Thoughts: Rhett and Cherry are my elderly pair and their offspring seem very healthy and vigorous. I did limit them to two clutches this year because of their age. I don't want to wear them out and cause them to die sooner than they might otherwise. All their "kids" are active and already wanting to breed themselves ... not allowing it yet though!

Does hand feeding Bourkes mean they will later be less able to raise their own clutches? No. Mine have all been excellent parents even if not raised by their own parents.
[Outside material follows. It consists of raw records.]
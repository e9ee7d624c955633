//! Main module for shortcodes library functionality
//!
//! The pipeline is lexing, then tree building, then serialization:
//!
//!     text --lexing--> tokens --building--> forest --formats--> text
//!
//! [`Tokenizer`](tokenizer::Tokenizer) wraps the whole pipeline around an input buffer.
//! The free functions below are one-shot shortcuts with default options.

pub mod ast;
pub mod building;
pub mod config;
pub mod error;
pub mod formats;
pub mod lexing;
pub mod testing;
pub mod token;
pub mod tokenizer;

pub use formats::{build_template, render};
pub use lexing::lex;

use ast::Node;
use config::TokenizerOptions;
use error::Result;

/// Lex and build `input` into a forest with default options
pub fn parse(input: &str) -> Result<Vec<Node>> {
    parse_with(input, TokenizerOptions::default())
}

pub fn parse_with(input: &str, options: TokenizerOptions) -> Result<Vec<Node>> {
    Ok(building::build_forest(lex(input)?, options))
}
//! Tokens
//!
//!     A token is the unit of lexing. Text tokens carry the exact span of free text they
//!     were cut from; tag tokens carry the exact enclosure (`raw`) plus the name and
//!     parameters parsed out of it. Tokens become AST nodes as-is (see
//!     [Node](crate::shortcodes::ast::Node)), so there is a synthetic `Root` variant as
//!     well, which never comes out of the lexer.
//!
//!     Tag tokens parse their own raw text when constructed. The text is re-matched
//!     against the grammar of the token's kind, and a mismatch is a
//!     [Syntax](crate::shortcodes::error::ShortcodeError::Syntax) error. Text handed
//!     over by the lexer always matches, so this only fires for hand-built tokens.

pub mod params;

pub use params::{ParamValue, Params};

use crate::shortcodes::error::{Result, ShortcodeError};
use crate::shortcodes::lexing::grammar;
use serde::Serialize;
use std::fmt;

/// The kind of a token, without its payload
#[derive(Debug, Clone, Copy, PartialEq, Eq, Hash, Serialize)]
pub enum TokenKind {
    Text,
    Open,
    Close,
    SelfClosing,
    Root,
}

impl fmt::Display for TokenKind {
    fn fmt(&self, f: &mut fmt::Formatter<'_>) -> fmt::Result {
        let label = match self {
            TokenKind::Text => "TEXT",
            TokenKind::Open => "OPEN",
            TokenKind::Close => "CLOSE",
            TokenKind::SelfClosing => "SELF_CLOSING",
            TokenKind::Root => "ROOT",
        };
        f.pad(label)
    }
}

/// The payload shared by open, close and self-closing tokens
#[derive(Debug, Clone, PartialEq, Serialize)]
pub struct Tag {
    name: String,
    raw: String,
    position: usize,
    params: Params,
}

impl Tag {
    /// Parse a tag of the given kind from its raw enclosure text
    pub fn parse(kind: TokenKind, raw: impl Into<String>, position: usize) -> Result<Self> {
        let raw = raw.into();
        let captures = grammar::grammar_for(kind).and_then(|rx| rx.captures(&raw));
        let Some(captures) = captures else {
            return Err(ShortcodeError::Syntax { kind, body: raw });
        };

        let name = captures["name"].to_string();
        let params = captures
            .name("params")
            .map(|section| Params::parse(section.as_str()))
            .unwrap_or_default();

        Ok(Tag {
            name,
            raw,
            position,
            params,
        })
    }

    pub fn name(&self) -> &str {
        &self.name
    }

    pub fn raw(&self) -> &str {
        &self.raw
    }

    pub fn position(&self) -> usize {
        self.position
    }

    pub fn params(&self) -> &Params {
        &self.params
    }

    /// Whether a close tag with this name can close `other`; matching is by name only
    pub fn can_close(&self, other: &Tag) -> bool {
        self.name == other.name
    }
}

/// A lexed token
#[derive(Debug, Clone, PartialEq, Serialize)]
#[serde(tag = "kind")]
pub enum Token {
    Text { body: String, position: usize },
    Open(Tag),
    Close(Tag),
    SelfClosing(Tag),
    Root,
}

impl Token {
    /// Build a token of `kind` from its raw text.
    ///
    /// Tag kinds parse `body` against their grammar; `Root` ignores it.
    pub fn new(kind: TokenKind, body: impl Into<String>, position: usize) -> Result<Self> {
        Ok(match kind {
            TokenKind::Text => Token::Text {
                body: body.into(),
                position,
            },
            TokenKind::Open => Token::Open(Tag::parse(kind, body, position)?),
            TokenKind::Close => Token::Close(Tag::parse(kind, body, position)?),
            TokenKind::SelfClosing => Token::SelfClosing(Tag::parse(kind, body, position)?),
            TokenKind::Root => Token::Root,
        })
    }

    pub fn text(body: impl Into<String>, position: usize) -> Self {
        Token::Text {
            body: body.into(),
            position,
        }
    }

    pub fn kind(&self) -> TokenKind {
        match self {
            Token::Text { .. } => TokenKind::Text,
            Token::Open(_) => TokenKind::Open,
            Token::Close(_) => TokenKind::Close,
            Token::SelfClosing(_) => TokenKind::SelfClosing,
            Token::Root => TokenKind::Root,
        }
    }

    pub fn tag(&self) -> Option<&Tag> {
        match self {
            Token::Open(tag) | Token::Close(tag) | Token::SelfClosing(tag) => Some(tag),
            Token::Text { .. } | Token::Root => None,
        }
    }

    /// Tag name; `None` for text and root
    pub fn name(&self) -> Option<&str> {
        self.tag().map(Tag::name)
    }

    /// The exact source text this token was built from (empty for root)
    pub fn raw(&self) -> &str {
        match self {
            Token::Text { body, .. } => body,
            Token::Open(tag) | Token::Close(tag) | Token::SelfClosing(tag) => tag.raw(),
            Token::Root => "",
        }
    }

    /// Byte offset of the token in the original input
    pub fn position(&self) -> usize {
        match self {
            Token::Text { position, .. } => *position,
            Token::Open(tag) | Token::Close(tag) | Token::SelfClosing(tag) => tag.position(),
            Token::Root => 0,
        }
    }

    pub fn params(&self) -> Option<&Params> {
        self.tag().map(Tag::params)
    }

    pub fn is_whitespace(&self) -> bool {
        matches!(self, Token::Text { body, .. } if body.chars().all(char::is_whitespace))
    }

    /// Reclassify an open tag as a leaf. Every other kind is returned unchanged.
    pub fn into_self_closing(self) -> Self {
        match self {
            Token::Open(tag) => Token::SelfClosing(tag),
            other => other,
        }
    }
}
My young, first-time parents, have all done very well, so have their babies, now grown.

If you won't give me a bathtub, I'll use my water cup.

Me first, you're next.
Another observation: Most of the babies who died shortly after hatching, or in the egg, were Opalines with pink eyes. A genetic weakness? Yet, those Opalines who have survived to adulthood seem healthy and strong. Having survived, does that mean they inherited a tendency toward good health whereas those who did not survive missed out on it?

It will be interesting to see if the Opalines with white faces and pink eyes live as long as the Rosies with dark faces and eyes, but it will be over a decade before I know. Also, I'm eager to see how well their offspring do. I will be putting cousins together ... We shall see what transpires next summer.

Peace & Blessings.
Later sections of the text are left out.